▸ What to do
Find how many lines in the material below contain the word "CounterStore" and give only that number.

===== Data supplied =====

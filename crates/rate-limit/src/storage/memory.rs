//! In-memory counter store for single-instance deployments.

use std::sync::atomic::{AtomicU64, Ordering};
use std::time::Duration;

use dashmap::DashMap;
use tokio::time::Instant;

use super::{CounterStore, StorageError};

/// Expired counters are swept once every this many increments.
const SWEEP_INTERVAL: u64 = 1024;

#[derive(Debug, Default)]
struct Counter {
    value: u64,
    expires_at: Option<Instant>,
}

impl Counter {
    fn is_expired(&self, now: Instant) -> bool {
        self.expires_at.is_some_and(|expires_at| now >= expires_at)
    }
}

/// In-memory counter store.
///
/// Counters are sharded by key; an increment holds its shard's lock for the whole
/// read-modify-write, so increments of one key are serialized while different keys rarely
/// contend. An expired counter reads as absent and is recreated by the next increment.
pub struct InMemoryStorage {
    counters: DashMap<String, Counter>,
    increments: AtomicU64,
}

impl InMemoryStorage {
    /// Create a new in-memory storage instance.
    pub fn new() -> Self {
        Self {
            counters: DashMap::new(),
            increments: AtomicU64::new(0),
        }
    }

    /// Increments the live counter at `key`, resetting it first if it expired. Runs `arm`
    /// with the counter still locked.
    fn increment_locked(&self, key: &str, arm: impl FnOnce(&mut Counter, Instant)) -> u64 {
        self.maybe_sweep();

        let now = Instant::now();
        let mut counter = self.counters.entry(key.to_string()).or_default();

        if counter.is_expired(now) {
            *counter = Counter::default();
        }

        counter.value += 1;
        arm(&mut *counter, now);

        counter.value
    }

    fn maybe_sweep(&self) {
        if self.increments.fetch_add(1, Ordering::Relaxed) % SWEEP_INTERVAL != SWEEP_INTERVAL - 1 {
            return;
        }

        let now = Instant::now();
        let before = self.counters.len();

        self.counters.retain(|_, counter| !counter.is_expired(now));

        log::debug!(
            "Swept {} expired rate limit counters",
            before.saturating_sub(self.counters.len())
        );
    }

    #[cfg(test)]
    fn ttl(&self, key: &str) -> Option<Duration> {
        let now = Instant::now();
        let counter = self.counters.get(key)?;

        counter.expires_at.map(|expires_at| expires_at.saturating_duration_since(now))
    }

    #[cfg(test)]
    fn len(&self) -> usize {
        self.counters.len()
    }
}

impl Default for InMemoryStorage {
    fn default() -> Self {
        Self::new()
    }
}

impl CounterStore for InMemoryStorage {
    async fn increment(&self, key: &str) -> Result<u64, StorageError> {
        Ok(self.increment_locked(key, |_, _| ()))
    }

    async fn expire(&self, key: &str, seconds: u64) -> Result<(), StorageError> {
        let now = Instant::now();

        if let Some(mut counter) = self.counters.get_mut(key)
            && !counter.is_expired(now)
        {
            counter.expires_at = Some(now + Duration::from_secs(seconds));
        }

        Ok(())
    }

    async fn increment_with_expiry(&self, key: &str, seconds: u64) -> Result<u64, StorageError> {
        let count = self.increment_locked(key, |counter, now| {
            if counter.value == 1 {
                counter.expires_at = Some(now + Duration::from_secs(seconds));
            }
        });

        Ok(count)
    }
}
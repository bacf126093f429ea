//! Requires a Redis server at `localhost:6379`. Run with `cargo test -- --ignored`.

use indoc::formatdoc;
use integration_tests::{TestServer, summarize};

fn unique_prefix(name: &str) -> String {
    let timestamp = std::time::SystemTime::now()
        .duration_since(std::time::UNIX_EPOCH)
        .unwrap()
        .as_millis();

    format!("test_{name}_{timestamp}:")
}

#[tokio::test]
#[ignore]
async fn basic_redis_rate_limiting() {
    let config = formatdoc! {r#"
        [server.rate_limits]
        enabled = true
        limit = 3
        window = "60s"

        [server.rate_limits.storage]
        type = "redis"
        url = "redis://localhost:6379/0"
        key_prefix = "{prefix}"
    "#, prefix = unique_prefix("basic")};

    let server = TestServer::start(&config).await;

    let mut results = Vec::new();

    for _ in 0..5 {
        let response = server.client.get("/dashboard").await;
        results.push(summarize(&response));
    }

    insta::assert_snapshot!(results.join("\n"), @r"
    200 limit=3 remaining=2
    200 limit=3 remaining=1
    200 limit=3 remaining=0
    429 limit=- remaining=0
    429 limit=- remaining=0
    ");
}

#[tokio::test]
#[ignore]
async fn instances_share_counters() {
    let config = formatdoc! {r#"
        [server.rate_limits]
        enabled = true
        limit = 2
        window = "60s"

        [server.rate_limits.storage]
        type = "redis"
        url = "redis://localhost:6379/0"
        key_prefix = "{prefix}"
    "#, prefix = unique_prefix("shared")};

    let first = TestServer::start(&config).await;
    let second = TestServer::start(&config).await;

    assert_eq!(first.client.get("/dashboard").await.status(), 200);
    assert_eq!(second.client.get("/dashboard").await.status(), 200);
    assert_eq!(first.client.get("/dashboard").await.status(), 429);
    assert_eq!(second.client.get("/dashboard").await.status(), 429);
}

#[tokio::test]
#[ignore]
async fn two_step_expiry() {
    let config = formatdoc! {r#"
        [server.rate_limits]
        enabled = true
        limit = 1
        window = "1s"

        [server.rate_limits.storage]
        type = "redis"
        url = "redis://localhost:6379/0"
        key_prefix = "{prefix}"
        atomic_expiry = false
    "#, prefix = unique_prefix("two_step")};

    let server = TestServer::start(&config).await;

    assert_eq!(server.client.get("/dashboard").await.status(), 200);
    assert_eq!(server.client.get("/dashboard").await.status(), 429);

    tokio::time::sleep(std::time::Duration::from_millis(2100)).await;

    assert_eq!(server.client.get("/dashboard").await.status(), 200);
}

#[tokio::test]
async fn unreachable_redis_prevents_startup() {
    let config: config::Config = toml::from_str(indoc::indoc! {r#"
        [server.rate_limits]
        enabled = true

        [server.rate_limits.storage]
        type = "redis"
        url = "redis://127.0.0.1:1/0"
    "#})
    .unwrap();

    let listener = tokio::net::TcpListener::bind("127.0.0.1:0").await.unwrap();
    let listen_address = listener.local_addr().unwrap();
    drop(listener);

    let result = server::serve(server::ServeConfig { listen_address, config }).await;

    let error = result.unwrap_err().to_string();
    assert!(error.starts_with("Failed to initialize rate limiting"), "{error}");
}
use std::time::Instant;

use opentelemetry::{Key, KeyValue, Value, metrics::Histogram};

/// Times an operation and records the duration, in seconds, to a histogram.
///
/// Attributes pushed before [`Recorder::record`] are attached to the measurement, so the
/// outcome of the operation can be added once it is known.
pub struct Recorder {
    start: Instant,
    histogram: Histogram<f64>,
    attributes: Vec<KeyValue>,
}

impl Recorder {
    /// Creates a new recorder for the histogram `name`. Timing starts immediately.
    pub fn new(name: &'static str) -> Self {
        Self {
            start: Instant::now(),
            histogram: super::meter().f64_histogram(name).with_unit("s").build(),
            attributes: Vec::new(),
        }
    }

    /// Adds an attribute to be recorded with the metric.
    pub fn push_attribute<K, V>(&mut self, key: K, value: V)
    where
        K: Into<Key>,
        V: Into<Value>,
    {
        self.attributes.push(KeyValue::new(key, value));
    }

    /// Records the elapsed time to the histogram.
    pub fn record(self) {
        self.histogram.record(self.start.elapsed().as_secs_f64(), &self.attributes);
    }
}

=====

▸ Result of the task
2